As we close out another year in our journey, I wish to begin by expressing my sincere gratitude to our former CEO, Encik Sufian Abdullah and former Board members Mr. Poh Ying Loo and Mr. Alex Yeow Wai Siaw, who have played an instrumental role in steering UEM Sunrise through the uncertainties of the post-pandemic era and back to profitability.
This marks my second message to you as Chairman. In last year's statement, I outlined a three-year plan aimed at strengthening the fundamentals of our organisation. With the global landscape evolving at breakneck speed, the urgency to accelerate our transformation has never been more critical. What we do next and how quickly we do it will determine whether we capture the opportunities before us or fall short of our potential.
The year 2024 saw encouraging improvements in our financial performance. Profit After Tax and Non-Controlling Interests (PATANCI) rose 38%, while unbilled sales grew 15% year-on-year to RM3.0 billion, providing a healthy earnings base for the next two to three years. These results were supported by successful land monetisation activities, especially in Johor and by improving sentiment in the domestic market.
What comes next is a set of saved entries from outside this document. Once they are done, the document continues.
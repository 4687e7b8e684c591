use anyhow::Result;
use serde_json::json;

use checktree::presentation::cli::TreeArgs;
use checktree::presentation::{render_tree, visible_rows};

use super::{display_value, emit, Context};

pub fn cmd_inspect(
    ctx: &Context,
    args: &TreeArgs,
    keyword: Option<&str>,
    expand_all: bool,
) -> Result<()> {
    let mut tree = ctx.build_tree(args)?;
    if expand_all {
        tree.set_expand_all(Some(true));
    }
    if let Some(keyword) = keyword {
        tree.search(keyword);
    }

    if ctx.json {
        let rows: Vec<_> = visible_rows(&tree)
            .into_iter()
            .map(|node| {
                json!({
                    "refKey": node.ref_key,
                    "label": node.label,
                    "layer": node.layer(),
                    "state": tree.check_state(&node.ref_key),
                    "expanded": tree.is_expanded(&node.ref_key),
                    "disabled": tree.is_disabled(&node.ref_key),
                    "uncheckable": node.uncheckable,
                })
            })
            .collect();
        emit(json!({
            "event": "inspect",
            "hasResults": tree.has_results(),
            "rows": rows,
            "values": tree.selected_values(),
        }));
        return Ok(());
    }

    println!("{}", render_tree(&tree, &ctx.icons));
    if tree.has_value() {
        let selected: Vec<String> = tree.selected_values().iter().map(display_value).collect();
        println!();
        println!("Selected: {}", selected.join(", "));
    }
    Ok(())
}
However, we must confront the fact that approximately 24% of this year's results was driven by non-operating activities such as land monetisation rather than by our core operations. While these transactions are part of the playbook of any property company, they do not provide the sustainable base required in an increasingly competitive and volatile world. At the same time, our FY2024 Return on Equity (ROE) of 1.5% remains below our peer average of between 5% and 6%.
Our strategically located landbanks, combined with the current momentum in policy and market sentiment, particularly in Johor, provide a significant advantage. However, these advantages are not infinite. If not activated decisively and backed by strong operational performance, they could be depleted without delivering lasting value. We must ask ourselves: Are we moving fast enough? Are we fully capitalising on the structural tailwinds to propel us forward? While progress has been made, the time to accelerate is now.
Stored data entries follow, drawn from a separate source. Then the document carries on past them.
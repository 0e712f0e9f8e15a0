//! Admin API configuration.
//!
//! # Purpose
//! Loads service settings from `ATRIUM_*` environment variables with an
//! optional YAML override file named by `ATRIUM_CONFIG`.
//!
//! # Notes
//! Secrets (database URL, signing seed) are read here but never logged.
use crate::auth::idp_registry::IdpIssuerConfig;
use crate::auth::orchestrator::ProvisioningMode;
use anyhow::{Context, Result, bail};
use serde::Deserialize;
use std::fs;
use std::net::SocketAddr;

pub const DEFAULT_TOKEN_ISSUER: &str = "atrium-auth";
pub const DEFAULT_TOKEN_AUDIENCE: &str = "atrium-admin";
pub const DEFAULT_TOKEN_TTL_SECS: u64 = 24 * 60 * 60;
pub const DEFAULT_TOKEN_LEEWAY_SECS: u64 = 30;
pub const DEFAULT_PG_MAX_CONNECTIONS: u32 = 10;
pub const DEFAULT_PG_ACQUIRE_TIMEOUT_MS: u64 = 5_000;

#[derive(Debug, Clone, Copy, PartialEq, Eq)]
pub enum Environment {
    Development,
    Production,
}

impl Environment {
    fn parse(value: &str) -> Result<Self> {
        match value.trim().to_ascii_lowercase().as_str() {
            "development" | "dev" | "local" | "test" => Ok(Environment::Development),
            "production" | "prod" => Ok(Environment::Production),
            other => bail!("unknown ATRIUM_ENV: {other}"),
        }
    }

    pub fn is_production(self) -> bool {
        self == Environment::Production
    }

    pub fn as_str(self) -> &'static str {
        match self {
            Environment::Development => "development",
            Environment::Production => "production",
        }
    }
}

#[derive(Debug, Clone, Copy, PartialEq, Eq)]
pub enum StorageBackend {
    Memory,
    Postgres,
}

impl StorageBackend {
    fn parse(value: &str) -> Result<Self> {
        match value.trim().to_ascii_lowercase().as_str() {
            "memory" => Ok(StorageBackend::Memory),
            "postgres" => Ok(StorageBackend::Postgres),
            other => bail!("unknown ATRIUM_STORAGE: {other}"),
        }
    }
}

#[derive(Debug, Clone)]
pub struct PostgresConfig {
    pub url: String,
    pub max_connections: u32,
    pub acquire_timeout_ms: u64,
}

#[derive(Debug, Clone)]
pub struct TokenConfig {
    pub issuer: String,
    pub audience: String,
    pub ttl_secs: u64,
    pub leeway_secs: u64,
    /// Hex Ed25519 seed for the current signing key.
    pub signing_key: Option<String>,
    /// Hex seeds still accepted for verification after rotation.
    pub previous_signing_keys: Vec<String>,
}

impl Default for TokenConfig {
    fn default() -> Self {
        Self {
            issuer: DEFAULT_TOKEN_ISSUER.to_string(),
            audience: DEFAULT_TOKEN_AUDIENCE.to_string(),
            ttl_secs: DEFAULT_TOKEN_TTL_SECS,
            leeway_secs: DEFAULT_TOKEN_LEEWAY_SECS,
            signing_key: None,
            previous_signing_keys: Vec::new(),
        }
    }
}

#[derive(Debug, Clone)]
pub struct ServiceConfig {
    pub bind_addr: SocketAddr,
    pub metrics_bind: SocketAddr,
    pub environment: Environment,
    pub storage: StorageBackend,
    pub postgres: Option<PostgresConfig>,
    pub oidc: Option<IdpIssuerConfig>,
    pub staff_organizations: Vec<String>,
    pub provisioning_mode: ProvisioningMode,
    pub token: TokenConfig,
}

#[derive(Debug, Default, Deserialize)]
struct ServiceConfigOverride {
    bind_addr: Option<String>,
    metrics_bind: Option<String>,
    environment: Option<String>,
    storage: Option<String>,
    database_url: Option<String>,
    staff_organizations: Option<Vec<String>>,
    provisioning_mode: Option<String>,
    oidc: Option<IdpIssuerConfig>,
    token_issuer: Option<String>,
    token_audience: Option<String>,
    token_ttl_secs: Option<u64>,
}

impl ServiceConfig {
    pub fn from_env() -> Result<Self> {
        let bind_addr = env_or("ATRIUM_BIND", "0.0.0.0:8443")
            .parse()
            .with_context(|| "parse ATRIUM_BIND")?;
        let metrics_bind = env_or("ATRIUM_METRICS_BIND", "0.0.0.0:8080")
            .parse()
            .with_context(|| "parse ATRIUM_METRICS_BIND")?;
        let environment = Environment::parse(&env_or("ATRIUM_ENV", "development"))?;
        let storage = StorageBackend::parse(&env_or("ATRIUM_STORAGE", "memory"))?;
        let postgres = postgres_from_env()?;
        let oidc = oidc_from_env();
        let staff_organizations = std::env::var("ATRIUM_STAFF_ORGANIZATIONS")
            .map(|value| split_list(&value))
            .unwrap_or_default();
        let provisioning_mode = env_or("ATRIUM_PROVISIONING_MODE", "strict")
            .parse()
            .with_context(|| "parse ATRIUM_PROVISIONING_MODE")?;

        let mut token = TokenConfig::default();
        if let Ok(value) = std::env::var("ATRIUM_TOKEN_ISSUER") {
            token.issuer = value;
        }
        if let Ok(value) = std::env::var("ATRIUM_TOKEN_AUDIENCE") {
            token.audience = value;
        }
        if let Ok(value) = std::env::var("ATRIUM_TOKEN_TTL_SECS") {
            token.ttl_secs = value
                .parse()
                .with_context(|| "parse ATRIUM_TOKEN_TTL_SECS")?;
        }
        if let Ok(value) = std::env::var("ATRIUM_TOKEN_LEEWAY_SECS") {
            token.leeway_secs = value
                .parse()
                .with_context(|| "parse ATRIUM_TOKEN_LEEWAY_SECS")?;
        }
        token.signing_key = std::env::var("ATRIUM_TOKEN_SIGNING_KEY")
            .ok()
            .filter(|value| !value.trim().is_empty());
        token.previous_signing_keys = std::env::var("ATRIUM_TOKEN_PREVIOUS_SIGNING_KEYS")
            .map(|value| split_list(&value))
            .unwrap_or_default();

        let config = Self {
            bind_addr,
            metrics_bind,
            environment,
            storage,
            postgres,
            oidc,
            staff_organizations,
            provisioning_mode,
            token,
        };
        config.validate()?;
        Ok(config)
    }

    pub fn from_env_or_yaml() -> Result<Self> {
        let mut config = Self::from_env()?;
        if let Ok(path) = std::env::var("ATRIUM_CONFIG") {
            let contents =
                fs::read_to_string(&path).with_context(|| format!("read ATRIUM_CONFIG: {path}"))?;
            let override_cfg: ServiceConfigOverride =
                serde_yaml::from_str(&contents).with_context(|| "parse admin api config yaml")?;
            config.apply_override(override_cfg)?;
            config.validate()?;
        }
        Ok(config)
    }

    fn apply_override(&mut self, override_cfg: ServiceConfigOverride) -> Result<()> {
        if let Some(value) = override_cfg.bind_addr {
            self.bind_addr = value.parse().with_context(|| "parse bind_addr")?;
        }
        if let Some(value) = override_cfg.metrics_bind {
            self.metrics_bind = value.parse().with_context(|| "parse metrics_bind")?;
        }
        if let Some(value) = override_cfg.environment {
            self.environment = Environment::parse(&value)?;
        }
        if let Some(value) = override_cfg.storage {
            self.storage = StorageBackend::parse(&value)?;
        }
        if let Some(url) = override_cfg.database_url {
            match &mut self.postgres {
                Some(pg) => pg.url = url,
                None => {
                    self.postgres = Some(PostgresConfig {
                        url,
                        max_connections: DEFAULT_PG_MAX_CONNECTIONS,
                        acquire_timeout_ms: DEFAULT_PG_ACQUIRE_TIMEOUT_MS,
                    })
                }
            }
        }
        if let Some(value) = override_cfg.staff_organizations {
            self.staff_organizations = value;
        }
        if let Some(value) = override_cfg.provisioning_mode {
            self.provisioning_mode = value
                .parse()
                .with_context(|| "parse provisioning_mode")?;
        }
        if let Some(value) = override_cfg.oidc {
            self.oidc = Some(value);
        }
        if let Some(value) = override_cfg.token_issuer {
            self.token.issuer = value;
        }
        if let Some(value) = override_cfg.token_audience {
            self.token.audience = value;
        }
        if let Some(value) = override_cfg.token_ttl_secs {
            self.token.ttl_secs = value;
        }
        Ok(())
    }

    fn validate(&self) -> Result<()> {
        if self.storage == StorageBackend::Postgres && self.postgres.is_none() {
            bail!("ATRIUM_STORAGE=postgres requires DATABASE_URL");
        }
        if self.token.ttl_secs == 0 {
            bail!("ATRIUM_TOKEN_TTL_SECS must be positive");
        }
        Ok(())
    }
}

fn env_or(key: &str, default: &str) -> String {
    std::env::var(key).unwrap_or_else(|_| default.to_string())
}

fn split_list(value: &str) -> Vec<String> {
    value
        .split(',')
        .map(str::trim)
        .filter(|item| !item.is_empty())
        .map(str::to_string)
        .collect()
}

fn postgres_from_env() -> Result<Option<PostgresConfig>> {
    let Ok(url) = std::env::var("DATABASE_URL").or_else(|_| std::env::var("ATRIUM_PG_URL")) else {
        return Ok(None);
    };
    let max_connections = match std::env::var("ATRIUM_PG_MAX_CONNECTIONS") {
        Ok(value) => value
            .parse()
            .with_context(|| "parse ATRIUM_PG_MAX_CONNECTIONS")?,
        Err(_) => DEFAULT_PG_MAX_CONNECTIONS,
    };
    let acquire_timeout_ms = match std::env::var("ATRIUM_PG_ACQUIRE_TIMEOUT_MS") {
        Ok(value) => value
            .parse()
            .with_context(|| "parse ATRIUM_PG_ACQUIRE_TIMEOUT_MS")?,
        Err(_) => DEFAULT_PG_ACQUIRE_TIMEOUT_MS,
    };
    Ok(Some(PostgresConfig {
        url,
        max_connections,
        acquire_timeout_ms,
    }))
}

fn oidc_from_env() -> Option<IdpIssuerConfig> {
    let issuer = std::env::var("ATRIUM_OIDC_ISSUER").ok()?;
    Some(IdpIssuerConfig {
        issuer,
        audiences: std::env::var("ATRIUM_OIDC_AUDIENCES")
            .map(|value| split_list(&value))
            .unwrap_or_default(),
        discovery_url: std::env::var("ATRIUM_OIDC_DISCOVERY_URL").ok(),
        jwks_url: std::env::var("ATRIUM_OIDC_JWKS_URL").ok(),
    })
}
There has been a significant compression of market cycles in the past five years, as we live through a level of disruption that previously might have played out over decades. We experienced the collapse of global demand during the COVID-19 pandemic in 2020, followed by a historic wave of inflation and monetary tightening in 2022. Just as economies began to stabilise, the world was thrust into another realignment, with artificial intelligence (AI) driving exponential demand for compute infrastructure. Now, with the return of Trump-era protectionism and rising geopolitical tensions, the global economic order is once again fragmenting.
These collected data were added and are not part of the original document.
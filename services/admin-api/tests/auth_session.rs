//! Integration tests for credential use after login: the session endpoint,
//! cookie handling, logout and the public key set.
mod common;

use admin_api::auth::orchestrator::ProvisioningMode;
use atrium_authz::{AuthorizationContext, CanonicalRole, CustomerClass};
use axum::body::Body;
use axum::http::header::SET_COOKIE;
use axum::http::{Request, StatusCode};
use chrono::{Duration, Utc};
use common::{Harness, HarnessBuilder, get, login_request, read_json, with_bearer};
use serde_json::json;
use tower::ServiceExt;
use uuid::Uuid;

fn context(role: CanonicalRole) -> AuthorizationContext {
    AuthorizationContext {
        user_id: Uuid::new_v4(),
        organization_id: Uuid::new_v4(),
        customer_type: CustomerClass::Partner,
        role,
    }
}

fn credential(harness: &Harness, ctx: &AuthorizationContext) -> String {
    harness
        .state
        .orchestrator
        .tokens()
        .issue(ctx)
        .expect("issue")
        .token
}

fn with_cookie(uri: &str, cookie: &str) -> Request<Body> {
    Request::builder()
        .uri(uri)
        .header("cookie", cookie)
        .body(Body::empty())
        .expect("request")
}

#[tokio::test]
async fn session_reports_bearer_context() {
    let harness = HarnessBuilder::new(ProvisioningMode::Strict).build();
    let ctx = context(CanonicalRole::Approver);
    let token = credential(&harness, &ctx);

    let response = harness
        .app
        .clone()
        .oneshot(with_bearer("GET", "/v1/auth/session", &token))
        .await
        .expect("session");
    assert_eq!(response.status(), StatusCode::OK);
    let body = read_json(response).await;
    assert_eq!(body["user_id"], ctx.user_id.to_string());
    assert_eq!(body["organization_id"], ctx.organization_id.to_string());
    assert_eq!(body["role"], "approver");
    assert_eq!(body["customer_type"], "partner");
    let actions = body["allowed_actions"].as_array().expect("actions");
    assert!(actions.contains(&json!("approve")));
    assert!(!actions.contains(&json!("delete")));
}

#[tokio::test]
async fn session_accepts_cookie_credential() {
    let harness = HarnessBuilder::new(ProvisioningMode::Strict).build();
    let ctx = context(CanonicalRole::Viewer);
    let token = credential(&harness, &ctx);

    let response = harness
        .app
        .clone()
        .oneshot(with_cookie(
            "/v1/auth/session",
            &format!("theme=dark; session_token={token}"),
        ))
        .await
        .expect("session");
    assert_eq!(response.status(), StatusCode::OK);
    assert_eq!(read_json(response).await["role"], "viewer");
}

#[tokio::test]
async fn bearer_header_wins_over_cookie() {
    let harness = HarnessBuilder::new(ProvisioningMode::Strict).build();
    let admin = credential(&harness, &context(CanonicalRole::Admin));
    let viewer = credential(&harness, &context(CanonicalRole::Viewer));

    let request = Request::builder()
        .uri("/v1/auth/session")
        .header("authorization", format!("Bearer {admin}"))
        .header("cookie", format!("session_token={viewer}"))
        .body(Body::empty())
        .expect("request");
    let response = harness.app.clone().oneshot(request).await.expect("session");
    assert_eq!(response.status(), StatusCode::OK);
    assert_eq!(read_json(response).await["role"], "admin");
}

#[tokio::test]
async fn session_without_credential_is_unauthorized() {
    let harness = HarnessBuilder::new(ProvisioningMode::Strict).build();
    let response = harness
        .app
        .clone()
        .oneshot(get("/v1/auth/session"))
        .await
        .expect("session");
    assert_eq!(response.status(), StatusCode::UNAUTHORIZED);
    let body = read_json(response).await;
    assert_eq!(body["error"], "unauthorized");
    assert_eq!(body["reason"], "missing_token");
}

#[tokio::test]
async fn expired_credential_is_rejected() {
    let harness = HarnessBuilder::new(ProvisioningMode::Strict).build();
    let issued = harness
        .state
        .orchestrator
        .tokens()
        .issue_at(&context(CanonicalRole::Admin), Utc::now() - Duration::hours(2))
        .expect("issue");

    let response = harness
        .app
        .clone()
        .oneshot(with_bearer("GET", "/v1/auth/session", &issued.token))
        .await
        .expect("session");
    assert_eq!(response.status(), StatusCode::UNAUTHORIZED);
    assert_eq!(read_json(response).await["reason"], "token_expired");
}

#[tokio::test]
async fn tampered_credential_is_rejected() {
    let harness = HarnessBuilder::new(ProvisioningMode::Strict).build();
    let token = credential(&harness, &context(CanonicalRole::Viewer));
    let mut parts: Vec<String> = token.split('.').map(str::to_string).collect();
    let forged_claims = {
        use base64::Engine;
        let engine = base64::engine::general_purpose::URL_SAFE_NO_PAD;
        let mut claims: serde_json::Value =
            serde_json::from_slice(&engine.decode(&parts[1]).expect("decode")).expect("claims");
        claims["role"] = json!("admin");
        engine.encode(claims.to_string())
    };
    parts[1] = forged_claims;
    let forged = parts.join(".");

    let response = harness
        .app
        .clone()
        .oneshot(with_bearer("GET", "/v1/auth/session", &forged))
        .await
        .expect("session");
    assert_eq!(response.status(), StatusCode::UNAUTHORIZED);
    assert_eq!(read_json(response).await["reason"], "invalid_token");
}

#[tokio::test]
async fn credential_from_another_key_is_rejected() {
    let harness = HarnessBuilder::new(ProvisioningMode::Strict).build();
    let other = atrium_authz::InternalTokenService::new(
        "atrium-auth",
        "atrium-admin",
        std::time::Duration::from_secs(3600),
        std::time::Duration::from_secs(0),
        atrium_authz::SigningKeys::single(atrium_authz::SigningKey::from_seed([7u8; 32])),
    )
    .expect("token service");
    let token = other
        .issue(&context(CanonicalRole::Admin))
        .expect("issue")
        .token;

    let response = harness
        .app
        .clone()
        .oneshot(with_bearer("GET", "/v1/auth/session", &token))
        .await
        .expect("session");
    assert_eq!(response.status(), StatusCode::UNAUTHORIZED);
}

#[tokio::test]
async fn login_cookie_authenticates_follow_up_requests() {
    let harness = HarnessBuilder::new(ProvisioningMode::Sync)
        .bearer(
            "idp-partner",
            json!({ "sub": "p-1", "customerType": "partner", "userRole": "viewer", "companyName": "Acme" }),
        )
        .build();
    let response = harness
        .app
        .clone()
        .oneshot(login_request("idp-partner"))
        .await
        .expect("login");
    assert_eq!(response.status(), StatusCode::OK);
    let cookie = response
        .headers()
        .get(SET_COOKIE)
        .and_then(|value| value.to_str().ok())
        .and_then(|value| value.split(';').next())
        .expect("cookie")
        .to_string();

    let response = harness
        .app
        .clone()
        .oneshot(with_cookie("/v1/auth/session", &cookie))
        .await
        .expect("session");
    assert_eq!(response.status(), StatusCode::OK);
    assert_eq!(read_json(response).await["customer_type"], "partner");
}

#[tokio::test]
async fn logout_expires_cookie() {
    let harness = HarnessBuilder::new(ProvisioningMode::Strict).build();
    let response = harness
        .app
        .clone()
        .oneshot(
            Request::builder()
                .method("POST")
                .uri("/v1/auth/logout")
                .body(Body::empty())
                .expect("request"),
        )
        .await
        .expect("logout");
    assert_eq!(response.status(), StatusCode::NO_CONTENT);
    let cookie = response
        .headers()
        .get(SET_COOKIE)
        .and_then(|value| value.to_str().ok())
        .expect("cookie");
    assert!(cookie.starts_with("session_token=;"));
    assert!(cookie.contains("Max-Age=0"));
}

#[tokio::test]
async fn production_cookies_are_secure() {
    let harness = HarnessBuilder::new(ProvisioningMode::Sync)
        .bearer(
            "idp-staff",
            json!({ "sub": "s-1", "customerType": "staff", "companyName": "InternalOrgB" }),
        )
        .secure_cookies()
        .build();
    let response = harness
        .app
        .clone()
        .oneshot(login_request("idp-staff"))
        .await
        .expect("login");
    assert_eq!(response.status(), StatusCode::OK);
    let cookie = response
        .headers()
        .get(SET_COOKIE)
        .and_then(|value| value.to_str().ok())
        .expect("cookie");
    assert!(cookie.contains("HttpOnly"));
    assert!(cookie.contains("Secure"));
    assert!(cookie.contains("SameSite=None"));
}

#[tokio::test]
async fn jwks_publishes_only_public_keys() {
    let harness = HarnessBuilder::new(ProvisioningMode::Strict).build();
    let response = harness
        .app
        .clone()
        .oneshot(get("/v1/auth/.well-known/jwks.json"))
        .await
        .expect("jwks");
    assert_eq!(response.status(), StatusCode::OK);
    let body = read_json(response).await;
    let keys = body["keys"].as_array().expect("keys");
    assert_eq!(keys.len(), 1);
    let key = &keys[0];
    assert_eq!(key["kty"], "OKP");
    assert_eq!(key["crv"], "Ed25519");
    assert_eq!(key["alg"], "EdDSA");
    assert_eq!(key["use"], "sig");
    assert!(key.get("d").is_none());
    assert_eq!(
        key["kid"],
        harness.state.orchestrator.tokens().jwks().keys[0].kid
    );
}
The rapid adoption of AI, in particular, has ushered in what some are calling a modern-day infrastructure gold rush. Investment into digital infrastructure, especially data centres, has soared and Johor has emerged as a regional hub for these developments. UEM Sunrise is already participating in this space, hosting several data centre campuses across our landbank, with further construction ongoing and MoUs signed for future works. While this positions us well in the short to medium term, we must also be cautious. Technological leaps often come with unpredictability. As AI models such as DeepSeek become more energy- and compute-efficient, long-term demand projections for physical infrastructure may moderate. We cannot afford to assume that today's demand will automatically sustain tomorrow.
This is no longer a world of orderly, predictable market cycles. It is a world defined by velocity, volatility and the need for constant recalibration. Our strategy and culture must evolve to reflect this. There is no point trying to predict the unpredictable.